Historical Roots, International Institute for Humanistic Studies--Existential-Humanistic Psychotherapy
The existential approach is first and foremost philosophical based on the philosophical thinkers such as Buber, Dostoevsky, Frankl, Heidegger, Husserl, Jaspers, Kierkegaard, Nietzsche, Satre, Tillich and others. It is concerned with the understanding of people in relationship to the world in which they live and with the individual search for what it means to be alive. It is committed to exploring questions about living and dying. These philosophical roots were forwarded into a therapeutic frame in America in 1958 by Rollo May with editors Angel and Ellenberger in a landmark book, Existence, a collection of formerly untranslated papers by European existential psychiatrists works such as Binswanger and others, applying existential philosophical thought to the existential analytic model of psychiatry. Further development of this theoretical frame was set forth in 1980 in Irvin Yalom's book, Existential Psychotherapy (1980) ending with the conclusion that "existential therapy is a dynamic approach that focuses on concerns rooted in human existence" (Yalom, 1980, p. 485).
The humanistic approach considers human nature to be open-ended, flexible and capable of an enormous range of experience. The person is viewed in a constant process of becoming and psychotherapy is a process of allowing and fostering that becoming. Major contributions to this field have been made by Carl Rogers, On Becoming a Person (1961), and Abraham Maslow,Toward a Psychology of Being (1962). A major difference in this model is the lack of emphases on the limitations of being which is a focus in the existential model.

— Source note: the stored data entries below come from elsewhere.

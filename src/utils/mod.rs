pub mod extractor;
pub mod grade_calc;
pub mod jwt;
pub mod parameter_error_handler;
pub mod password;
pub mod roster_filter;
pub mod validate;

pub use extractor::{SafeIDI64, SafeStudentIdI64};
pub use parameter_error_handler::json_error_handler;
pub use parameter_error_handler::query_error_handler;
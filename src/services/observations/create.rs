use actix_web::{HttpRequest, HttpResponse, Result as ActixResult};

use super::{ObservationService, validate_content};
use crate::models::{ApiResponse, ErrorCode, observations::CreateObservationRequest};
use crate::services::{
    Actor, bad_request, enrolled_in_class, error_response, forbidden, resolve_actor, teaches_class,
};

pub async fn create_observation(
    service: &ObservationService,
    request: &HttpRequest,
    mut body: CreateObservationRequest,
) -> ActixResult<HttpResponse> {
    body.content = match validate_content(&body.content) {
        Ok(content) => content,
        Err(msg) => return Ok(bad_request(ErrorCode::BadRequest, msg)),
    };

    let storage = service.get_storage(request);
    let teacher = match resolve_actor(&storage, request).await {
        Ok(Actor::Teacher(_, teacher)) => teacher,
        Ok(_) => {
            return Ok(forbidden(
                ErrorCode::ObservationPermissionDenied,
                "Only teachers can write observations",
            ));
        }
        Err(resp) => return Ok(resp),
    };

    match teaches_class(&storage, teacher.id, body.class_id).await {
        Ok(true) => {}
        Ok(false) => {
            return Ok(forbidden(
                ErrorCode::ObservationPermissionDenied,
                "You can only write observations for classes you teach",
            ));
        }
        Err(resp) => return Ok(resp),
    }

    match enrolled_in_class(&storage, body.student_id, body.class_id).await {
        Ok(true) => {}
        Ok(false) => {
            return Ok(bad_request(
                ErrorCode::BadRequest,
                "Student is not enrolled in this class",
            ));
        }
        Err(resp) => return Ok(resp),
    }

    match storage.create_observation(teacher.id, body).await {
        Ok(observation) => Ok(HttpResponse::Created().json(ApiResponse::success(
            observation,
            "Observation created",
        ))),
        Err(e) => Ok(error_response(&e, "Failed to create observation")),
    }
}
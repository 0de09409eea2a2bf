use super::{SeaOrmStorage, write_error};
use crate::entity::enrollments::{
    ActiveModel as EnrollmentActiveModel, Column as EnrollmentColumn, Entity as Enrollments,
};
use crate::entity::students::{ActiveModel, Column, Entity as Students};
use crate::errors::{Result, SchoolHubError};
use crate::models::{
    enrollments::EnrollmentStatus,
    students::{
        entities::{Student, StudentStatus},
        requests::{CreateStudentRequest, StudentFilter, UpdateStudentRequest},
    },
};
use sea_orm::{
    ActiveModelTrait, ColumnTrait, EntityTrait, QueryFilter, QueryOrder, Set, TransactionTrait,
};

impl SeaOrmStorage {
    /// 创建学生，提供 class_id 时在同一事务中写入入班记录
    pub async fn create_student_impl(
        &self,
        req: CreateStudentRequest,
        user_id: Option<i64>,
    ) -> Result<Student> {
        let now = chrono::Utc::now().timestamp();

        let txn = self
            .db
            .begin()
            .await
            .map_err(|e| SchoolHubError::database_operation(format!("开启事务失败: {e}")))?;

        let model = ActiveModel {
            user_id: Set(user_id),
            name: Set(req.name),
            email: Set(req.email),
            phone: Set(req.phone),
            registration_number: Set(req.registration_number),
            birth_date: Set(req.birth_date),
            address: Set(req.address),
            status: Set(req.status.unwrap_or(StudentStatus::Active).to_string()),
            created_at: Set(now),
            updated_at: Set(now),
            ..Default::default()
        };

        let student = model
            .insert(&txn)
            .await
            .map_err(|e| write_error("创建学生失败", e))?;

        if let Some(class_id) = req.class_id {
            EnrollmentActiveModel {
                student_id: Set(student.id),
                class_id: Set(class_id),
                status: Set(EnrollmentStatus::Active.to_string()),
                enrolled_at: Set(now),
                ..Default::default()
            }
            .insert(&txn)
            .await
            .map_err(|e| write_error("创建入班记录失败", e))?;
        }

        txn.commit()
            .await
            .map_err(|e| SchoolHubError::database_operation(format!("提交事务失败: {e}")))?;

        self.get_student_by_id_impl(student.id)
            .await?
            .ok_or_else(|| SchoolHubError::not_found("学生创建后未找到"))
    }

    /// 通过 ID 获取学生（附带当前班级）
    pub async fn get_student_by_id_impl(&self, id: i64) -> Result<Option<Student>> {
        let Some(model) = Students::find_by_id(id)
            .one(&self.db)
            .await
            .map_err(|e| SchoolHubError::database_operation(format!("查询学生失败: {e}")))?
        else {
            return Ok(None);
        };

        let mut classes = self.active_classes_for(&[model.id]).await?;
        let class = classes.remove(&model.id);
        Ok(Some(model.into_student(class)))
    }

    /// 通过登录账号获取学生
    pub async fn get_student_by_user_id_impl(&self, user_id: i64) -> Result<Option<Student>> {
        let Some(model) = Students::find()
            .filter(Column::UserId.eq(user_id))
            .one(&self.db)
            .await
            .map_err(|e| SchoolHubError::database_operation(format!("查询学生失败: {e}")))?
        else {
            return Ok(None);
        };

        let mut classes = self.active_classes_for(&[model.id]).await?;
        let class = classes.remove(&model.id);
        Ok(Some(model.into_student(class)))
    }

    /// 学生名册，按姓名排序
    pub async fn list_students_impl(&self, filter: StudentFilter) -> Result<Vec<Student>> {
        let mut select = Students::find();

        if let Some(status) = filter.status {
            select = select.filter(Column::Status.eq(status.to_string()));
        }

        if let Some(class_id) = filter.class_id {
            let student_ids: Vec<i64> = Enrollments::find()
                .filter(EnrollmentColumn::ClassId.eq(class_id))
                .filter(EnrollmentColumn::Status.eq(EnrollmentStatus::Active.to_string()))
                .all(&self.db)
                .await
                .map_err(|e| {
                    SchoolHubError::database_operation(format!("查询班级学生失败: {e}"))
                })?
                .into_iter()
                .map(|e| e.student_id)
                .collect();

            if student_ids.is_empty() {
                return Ok(Vec::new());
            }
            select = select.filter(Column::Id.is_in(student_ids));
        }

        let models = select
            .order_by_asc(Column::Name)
            .order_by_asc(Column::Id)
            .all(&self.db)
            .await
            .map_err(|e| SchoolHubError::database_operation(format!("查询学生列表失败: {e}")))?;

        let ids: Vec<i64> = models.iter().map(|m| m.id).collect();
        let mut classes = self.active_classes_for(&ids).await?;

        Ok(models
            .into_iter()
            .map(|m| {
                let class = classes.remove(&m.id);
                m.into_student(class)
            })
            .collect())
    }

    /// 更新学生
    pub async fn update_student_impl(
        &self,
        id: i64,
        update: UpdateStudentRequest,
    ) -> Result<Option<Student>> {
        let Some(existing) = Students::find_by_id(id)
            .one(&self.db)
            .await
            .map_err(|e| SchoolHubError::database_operation(format!("查询学生失败: {e}")))?
        else {
            return Ok(None);
        };

        let mut model: ActiveModel = existing.into();

        if let Some(name) = update.name {
            model.name = Set(name);
        }
        if let Some(email) = update.email {
            model.email = Set(email);
        }
        if let Some(phone) = update.phone {
            model.phone = Set(Some(phone));
        }
        if let Some(registration_number) = update.registration_number {
            model.registration_number = Set(registration_number);
        }
        if let Some(birth_date) = update.birth_date {
            model.birth_date = Set(Some(birth_date));
        }
        if let Some(address) = update.address {
            model.address = Set(Some(address));
        }
        if let Some(status) = update.status {
            model.status = Set(status.to_string());
        }
        model.updated_at = Set(chrono::Utc::now().timestamp());

        model
            .update(&self.db)
            .await
            .map_err(|e| write_error("更新学生失败", e))?;

        self.get_student_by_id_impl(id).await
    }

    /// 删除学生（入班、成绩、考勤、评语级联删除）
    pub async fn delete_student_impl(&self, id: i64) -> Result<bool> {
        let result = Students::delete_by_id(id)
            .exec(&self.db)
            .await
            .map_err(|e| SchoolHubError::database_operation(format!("删除学生失败: {e}")))?;

        Ok(result.rows_affected > 0)
    }
}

In 1978 Jim Bugental's landmark book, Psychotherapy and Process, brought these two models, existential and humanistic, together in a powerful form of psychotherapy. In this model of therapy people are not reduced into types. Instead there is continual pointing to possibility of human experience which often overlaps and simultaneously unique to the individual. This therapy is process-oriented not directed by categories and interpretations of clients but rather pointing toward potentials and limitations. Humanistic values such as unconditional positive regard and empathic listening have been elaborated upon through presence and intentionality in this model of therapy. The existential givens of living are fundamental to this model of therapy (Bugental, 1987): freedom and responsibility, embodiedness and change, choicefulness and relinquishment, and the continual draw between being a part of and a part from or relatedness and separateness.
The Present Moment of Existential-Humanistic Psychotherapy
The "actual in psychotherapy" needs the clinician's full attention in order to bring the moment into the client's awareness.and thus explore it for further in-depth therapeutic work. Too often psychotherapists and their clients unknowingly slide into conducting their "work" on a hypothetical level in which they are dealing with supposition, fictional example, story telling, and tentative speculation. Psychotherapy that sets as its goal aiding the client to make genuine and lasting life changes must concern itself with that which is actual--at least potentially rather than being content with speculative, hypothetical, or fictional steps and products. The work of the actual has been a part of the existential-humanistic model for years but has become central in Jim Bugental's book, Psychotherapy Isn't What You Think.
Freedom and Responsibility
The process of individual psychotherapy releases new found freedoms and responsibilities in the individual. Existential-humanistic psychotherapy is concerned with communicating responsibility by integrating the gains proposed by psychology and made in psychotherapy into the world in which each individual lives. One response to this call for psychological responsibility has been the formation of the International Institute for Humanistic Studies. The work of Existential-Humanistic psychology is basic to this institute and taking responsibility for honoring and holding true to the individual in the global setting in which we live. This institute is supporting and encouraging psychotherapists to participate and to make a difference in humanizing today's globalization process. Training psychotherapists in placing value on each individual in the community has begun in various countries through this institute; Canada, China, England, Mexico, Russia, and the United States. Writings in this area of development are part of this ongoing two year training program: Unearthing the Moment.